ヨーロッパの限りない大地

ヨーロッパの色々な都市を訪問した思い出をつづっていきたいです。

ルターとクラーナハへの旅(前半)

2024-07-07 20:58:25 | ヨーロッパ旅行記

ルターとクラーナハへの旅

松田至弘 著

牧野出版 発行

2001年12月15日 第1刷発行

 

ルターとその同時代人の足跡がよくわかる内容となっています。

 

第一章 ルターとその時代への旅(1)

ドイツ・歴史探訪への誘い

 

アイゼナハ

バッハの生誕地

ルターの母の出身地で、少年ルターの住んだ町

ルターがかくまわれたヴァルトブルク城のある町

 

エアフルト

ルターが入学したエアフルト大学

ルターが入ったアウグスティヌス修道院がある

 

ヴィッテンベルク

「ルターの町」

ヴィッテンベルク大学の神学部に就任したルターが免罪符に抗議した発端の場所

メランヒトン、クラーナハも住んでいた

 

ニュルンベルク

デューラーやマイスタージンガー(職匠歌人)のザックスが活躍

 

ヴォルムス

カール五世が招集したこの地の議会でルターが自説の撤回を拒否した

 

第二章 ルターとその時代の旅(2)

私のドイツ歴史都市紀行

(1)アイゼナハ

少年ルターが学び、のちに新約聖書のドイツ語訳をした町

 

ルターと同じ聖ゲオルク教会付属学校に、ほぼ二百年後入学したバッハ

 

誘拐されたルターだが、これは異端宣告を受けて命が危なくなったルターを救うために、ザクセン選帝侯が仕組んだ芝居であり、計画的な誘拐事件であった。

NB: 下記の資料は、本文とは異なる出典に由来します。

use async_trait::async_trait;
use rig::completion::Prompt;
use rig::prelude::CompletionClient;
use rig::providers::openrouter;
use tracing::error;

use crate::errors::AppError;

const TITLE_PREAMBLE: &str = "You are generating a title for a chat thread between a user and an AI \
                              assistant. You are given the first message in the thread by the user. \
                              Generate a concise and descriptive title for the thread based on this \
                              message. Output only the title and nothing else.";
const TITLE_MAX_TOKENS: u64 = 330;

/// Produces a short thread title from the first user message.
#[async_trait]
pub trait TitleModel: Send + Sync {
    async fn generate_title(&self, api_key: &str, first_message: &str) -> Result<String, AppError>;
}

/// [`TitleModel`] backed by a rig OpenRouter agent. A fresh client is built per
/// call because every user brings their own key.
#[derive(Clone)]
pub struct OpenRouterTitleModel {
    base_url: String,
    model: String,
}

impl OpenRouterTitleModel {
    pub fn new(base_url: &str, model: &str) -> Self {
        Self { base_url: base_url.to_string(), model: model.to_string() }
    }
}

#[async_trait]
impl TitleModel for OpenRouterTitleModel {
    async fn generate_title(&self, api_key: &str, first_message: &str) -> Result<String, AppError> {
        let client: openrouter::Client = openrouter::Client::builder()
            .api_key(api_key)
            .base_url(&self.base_url)
            .build()
            .map_err(|e| AppError::Upstream { message: format!("Failed to build OpenRouter client: {e}") })?;

        let agent = client
            .agent(&self.model)
            .preamble(TITLE_PREAMBLE)
            .max_tokens(TITLE_MAX_TOKENS)
            .build();

        agent
            .prompt(format!("<first_message>{first_message}</first_message>"))
            .await
            .map_err(|e| {
                error!("Title generation with {} failed: {e}", self.model);
                AppError::Upstream { message: e.to_string() }
            })
    }
}
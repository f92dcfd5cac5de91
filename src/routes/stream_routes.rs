use std::convert::Infallible;
use std::pin::Pin;
use std::sync::Arc;
use std::task::{Context, Poll};
use std::time::Duration;

use axum::extract::{Path, State};
use axum::response::sse::{Event, KeepAlive, Sse};
use axum::response::{IntoResponse, Response};
use futures_util::Stream;
use tokio::sync::mpsc;
use tracing::{info, warn};

use super::{error_response, UserId};
use crate::models::{new_id, Message};
use crate::service::chat_service::{ChatService, StreamSource};
use crate::stream::{Chunk, StreamHub};

const KEEP_ALIVE_INTERVAL: Duration = Duration::from_secs(30);

/// GET `/api/messages/{id}/stream` — Server-Sent Events for one reply.
///
/// Protocol: every event is `data: {"t": <kind code>, "c": "<text>"}`.
/// - Live reply: replay of what has accumulated, then every new chunk, ending
///   with a finish-reason chunk (`t = 4`).
/// - Finished reply: the stored reasoning (when present) and content, then the
///   stream ends.
pub async fn stream_message_handler(
    Path(message_id): Path<String>,
    State(svc): State<ChatService>,
    UserId(user_id): UserId,
) -> Response {
    match svc.stream_source(&user_id, &message_id).await {
        Err(e) => error_response(&e),
        Ok(StreamSource::Live(hub)) => {
            let subscriber_id = new_id();
            info!("Viewer {subscriber_id} attached to live stream {message_id}");
            let rx = hub.subscribe(subscriber_id.clone());
            Sse::new(Subscription { hub, subscriber_id, rx })
                .keep_alive(KeepAlive::new().interval(KEEP_ALIVE_INTERVAL))
                .into_response()
        }
        Ok(StreamSource::Stored(message)) => {
            let events: Vec<Result<Event, Infallible>> =
                stored_chunks(&message).iter().map(chunk_event).map(Ok).collect();
            Sse::new(futures_util::stream::iter(events)).into_response()
        }
    }
}

/// A viewer's delivery queue as an event stream. Dropping it (the client went
/// away) removes the viewer from the hub.
struct Subscription {
    hub: Arc<StreamHub>,
    subscriber_id: String,
    rx: mpsc::Receiver<Chunk>,
}

impl Stream for Subscription {
    type Item = Result<Event, Infallible>;

    fn poll_next(self: Pin<&mut Self>, cx: &mut Context<'_>) -> Poll<Option<Self::Item>> {
        self.get_mut().rx.poll_recv(cx).map(|chunk| chunk.map(|chunk| Ok(chunk_event(&chunk))))
    }
}

impl Drop for Subscription {
    fn drop(&mut self) {
        self.hub.unsubscribe(&self.subscriber_id);
    }
}

fn stored_chunks(message: &Message) -> Vec<Chunk> {
    let mut chunks = Vec::with_capacity(2);
    if !message.parts.reasoning.is_empty() {
        chunks.push(Chunk::reasoning(message.parts.reasoning.clone()));
    }
    chunks.push(Chunk::content(message.parts.content.clone()));
    chunks
}

fn chunk_event(chunk: &Chunk) -> Event {
    match Event::default().json_data(chunk) {
        Ok(event) => event,
        Err(e) => {
            warn!("Failed to encode chunk: {e}");
            Event::default().comment("unencodable chunk")
        }
    }
}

ルターはヴァルトブルグ城で選帝侯の友人郷士イエルクとして頭髪を伸ばし、髭を生やし、騎士の服装をして約十か月間かくまわれて生活した。

 

(2)エアフルト

ルターが大学生活を送り、修道院で苦闘した「塔の町」

 

教会の鐘があちこちから鳴りだし、大きな音になって響き渡った。その荘厳な音色は、著者にルターの時代の音の世界をイメージさせた。

 

(3)ヴィッテンベルク

ルターによる福音の発見が行われ、宗教改革の中心になった町

 

ヴィッテンベルク城の城教会の北側正面の扉の前に「九十五か条の論題」を掲示したといわれる場所

 

ルターは当時ヴィッテンベルク大学の聖書的ヒューマニズムの立場に立つ神学者であった。神の言葉の独自の解釈と熱意に満ちた個性・指導性は、全学部から賞賛され、指示を受けるようになっていた。

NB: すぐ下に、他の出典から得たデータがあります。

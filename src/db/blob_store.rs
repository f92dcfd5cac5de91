use std::path::PathBuf;

use async_trait::async_trait;
use tracing::error;

use super::BlobStore;
use crate::errors::AppError;

/// Attachment blobs on the local filesystem, laid out as
/// `<root>/<base path>/<message id>/<file name>`.
#[derive(Clone)]
pub struct FsBlobStore {
    root: PathBuf,
}

impl FsBlobStore {
    pub fn new(root: impl Into<PathBuf>) -> Self {
        Self { root: root.into() }
    }

    fn path_for(&self, base_path: &str, message_id: &str, file_name: &str) -> Result<PathBuf, AppError> {
        for segment in [base_path, message_id, file_name] {
            if segment.is_empty() || segment.contains("..") || segment.contains('\\') {
                return Err(AppError::InvalidInput {
                    message: format!("invalid attachment path segment {segment:?}"),
                });
            }
        }
        if message_id.contains('/') || file_name.contains('/') {
            return Err(AppError::InvalidInput {
                message: format!("invalid attachment key {message_id}/{file_name}"),
            });
        }
        Ok(self.root.join(base_path).join(message_id).join(file_name))
    }
}

#[async_trait]
impl BlobStore for FsBlobStore {
    async fn read(&self, base_path: &str, message_id: &str, file_name: &str) -> Result<Vec<u8>, AppError> {
        let path = self.path_for(base_path, message_id, file_name)?;
        tokio::fs::read(&path).await.map_err(|e| {
            error!("Failed to read attachment {}: {e}", path.display());
            AppError::MissingAttachment { path: format!("{base_path}/{message_id}/{file_name}") }
        })
    }
}

#[cfg(test)]
mod tests {
    use super::*;

    #[tokio::test]
    async fn reads_blob_under_owning_message() {
        let root = std::env::temp_dir().join(format!("chat-relay-blobs-{}", crate::models::new_id()));
        tokio::fs::create_dir_all(root.join("messages").join("m1")).await.unwrap();
        tokio::fs::write(root.join("messages").join("m1").join("a.png"), b"png-bytes")
            .await
            .unwrap();

        let store = FsBlobStore::new(&root);
        let bytes = store.read("messages", "m1", "a.png").await.unwrap();
        assert_eq!(bytes, b"png-bytes");

        let missing = store.read("messages", "m2", "a.png").await.unwrap_err();
        assert!(matches!(missing, AppError::MissingAttachment { .. }));

        tokio::fs::remove_dir_all(&root).await.ok();
    }

    #[tokio::test]
    async fn rejects_path_traversal() {
        let store = FsBlobStore::new("/tmp");
        let err = store.read("messages", "..", "passwd").await.unwrap_err();
        assert!(err.is_validation());
    }
}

しかし、贖宥の問題についてルターは、全ての面で明確な考えを持っていたわけでなく、自分の考えに対して反対者がいる場合、討論したいという願いがあったと思われる。

 

クラーナハはザクセン選帝侯によって、ヴィッテンベルクへ招聘された宮廷画家である。

しかしそれに留まらず、市長や印刷出版業や書店の経営者、薬品・ぶどう酒・香料・砂糖などの商売人、そしてルターの友人・宗教改革運動推進の画家としての顔を持っていた。

 

クラーナハは、単にルターとの友情を利用した抜け目のない人物として悪く評価されやすいが、著者はそうは思わない。

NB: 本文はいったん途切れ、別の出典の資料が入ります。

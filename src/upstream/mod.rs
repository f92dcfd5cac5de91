//! Upstream streaming provider: the request we send and the frames we get back.
//!
//! Frames mirror the OpenAI-compatible `chat.completion.chunk` object. Every
//! field is optional on the wire and decodes leniently: a missing field or a
//! field of the wrong JSON type becomes an empty value instead of an error.

pub mod openrouter;

use std::pin::Pin;

use async_trait::async_trait;
use futures_util::Stream;
use serde::{Deserialize, Deserializer};
use thiserror::Error;
use tokio_util::sync::CancellationToken;

use crate::lineage::TranscriptEntry;
use crate::models::{ModelOptions, Usage};

#[derive(Debug, Clone, Error, PartialEq, Eq)]
pub enum UpstreamError {
    #[error("request failed: {0}")]
    Request(String),

    #[error("provider returned {status}: {body}")]
    Status { status: u16, body: String },

    #[error("stream read failed: {0}")]
    Transport(String),

    #[error("malformed frame: {0}")]
    Decode(String),

    #[error("provider error: {0}")]
    Provider(String),

    #[error("request cancelled")]
    Cancelled,
}

/// One generation request: ordered transcript, model id and options.
#[derive(Debug, Clone)]
pub struct CompletionRequest {
    pub api_key: String,
    pub model: String,
    pub transcript: Vec<TranscriptEntry>,
    pub options: ModelOptions,
}

pub type FrameStream = Pin<Box<dyn Stream<Item = Result<CompletionFrame, UpstreamError>> + Send>>;

#[async_trait]
pub trait CompletionProvider: Send + Sync {
    /// Opens a streaming completion. `cancel` aborts the request while it is
    /// being opened; the returned stream is read under the same token by the caller.
    async fn stream_completion(
        &self,
        request: CompletionRequest,
        cancel: CancellationToken,
    ) -> Result<FrameStream, UpstreamError>;
}

// ── Frames ────────────────────────────────────────────────────────────────────

#[derive(Debug, Clone, Default, Deserialize, PartialEq)]
pub struct CompletionFrame {
    #[serde(default, deserialize_with = "lenient_string_or_empty")]
    pub id: String,
    #[serde(default, deserialize_with = "lenient_vec")]
    pub choices: Vec<FrameChoice>,
    #[serde(default, deserialize_with = "lenient")]
    pub usage: Option<Usage>,
}

impl CompletionFrame {
    /// The only choice we read: generation is single-choice.
    pub fn primary_choice(&self) -> Option<&FrameChoice> {
        self.choices.iter().find(|c| c.index == 0).or_else(|| self.choices.first())
    }
}

#[derive(Debug, Clone, Default, Deserialize, PartialEq)]
pub struct FrameChoice {
    #[serde(default, deserialize_with = "lenient_or_default")]
    pub index: u32,
    #[serde(default, deserialize_with = "lenient_or_default")]
    pub delta: FrameDelta,
    #[serde(default, deserialize_with = "lenient_string")]
    pub finish_reason: Option<String>,
}

#[derive(Debug, Clone, Default, Deserialize, PartialEq)]
pub struct FrameDelta {
    #[serde(default, deserialize_with = "lenient_string")]
    pub role: Option<String>,
    #[serde(default, deserialize_with = "lenient_string")]
    pub content: Option<String>,
    /// Reasoning side-channel, separate from `content`. Not part of the base
    /// OpenAI schema; OpenRouter sends it for reasoning models.
    #[serde(default, deserialize_with = "lenient_string")]
    pub reasoning: Option<String>,
    #[serde(default, deserialize_with = "lenient_string")]
    pub refusal: Option<String>,
    #[serde(default, deserialize_with = "lenient_vec")]
    pub tool_calls: Vec<ToolCallDelta>,
}

#[derive(Debug, Clone, Default, Deserialize, PartialEq)]
pub struct ToolCallDelta {
    #[serde(default, deserialize_with = "lenient_or_default")]
    pub index: u32,
    #[serde(default, deserialize_with = "lenient_string")]
    pub id: Option<String>,
    #[serde(default, deserialize_with = "lenient_or_default")]
    pub function: FunctionDelta,
}

#[derive(Debug, Clone, Default, Deserialize, PartialEq)]
pub struct FunctionDelta {
    #[serde(default, deserialize_with = "lenient_string")]
    pub name: Option<String>,
    #[serde(default, deserialize_with = "lenient_string")]
    pub arguments: Option<String>,
}

fn lenient_string<'de, D: Deserializer<'de>>(d: D) -> Result<Option<String>, D::Error> {
    let value = Option::<serde_json::Value>::deserialize(d)?;
    Ok(value.and_then(|v| match v {
        serde_json::Value::String(s) => Some(s),
        _ => None,
    }))
}

fn lenient_string_or_empty<'de, D: Deserializer<'de>>(d: D) -> Result<String, D::Error> {
    Ok(lenient_string(d)?.unwrap_or_default())
}

fn lenient<'de, D, T>(d: D) -> Result<Option<T>, D::Error>
where
    D: Deserializer<'de>,
    T: serde::de::DeserializeOwned,
{
    let value = Option::<serde_json::Value>::deserialize(d)?;
    Ok(value.and_then(|v| serde_json::from_value(v).ok()))
}

fn lenient_or_default<'de, D, T>(d: D) -> Result<T, D::Error>
where
    D: Deserializer<'de>,
    T: serde::de::DeserializeOwned + Default,
{
    Ok(lenient(d)?.unwrap_or_default())
}

fn lenient_vec<'de, D, T>(d: D) -> Result<Vec<T>, D::Error>
where
    D: Deserializer<'de>,
    T: serde::de::DeserializeOwned,
{
    let value = Option::<serde_json::Value>::deserialize(d)?;
    Ok(match value {
        Some(serde_json::Value::Array(items)) => items
            .into_iter()
            .filter_map(|item| serde_json::from_value(item).ok())
            .collect(),
        _ => Vec::new(),
    })
}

クラーナハは広い視野と鋭敏な感覚を持ち、時代の要求しているものを敏感に感じ取って行動した現実主義者であったと思う。

 

メランヒトンは「ドイツの教師」と呼ばれたが、彼の研究は古代言語や神学だけでなく、教育、数学、天文学、占星術にも及んでいる。

 

(4)ニュルンベルク

1525年に市参事会がルター主義を宣言した町

 

ハンス・ザックス

マイスタージンガーは職匠歌人と訳す。

本職の手工業を営みながら、詩人・作曲家・歌手の三役をこなした芸術家

 

ニュルンベルクはデューラーの町。

1509年に家を購入し没するまでの二十年近く住んだ。

 

デューラーにはローマ・カトリック教会から分離独立して新しいルター派の教会を創設しようとする考えはなかった。

デューラーはカトリック教徒として生涯を終えている。

 

(5)ヴォルムス

国会(帝国議会)が開かれ、ルターが皇帝と対決した町

 

宗教改革の記念碑

ルターが一際高く立ち、土台の四隅には、ヴァルドー、ウイクリフ、ヤン・フス、そしてサボナローラが配置されていた。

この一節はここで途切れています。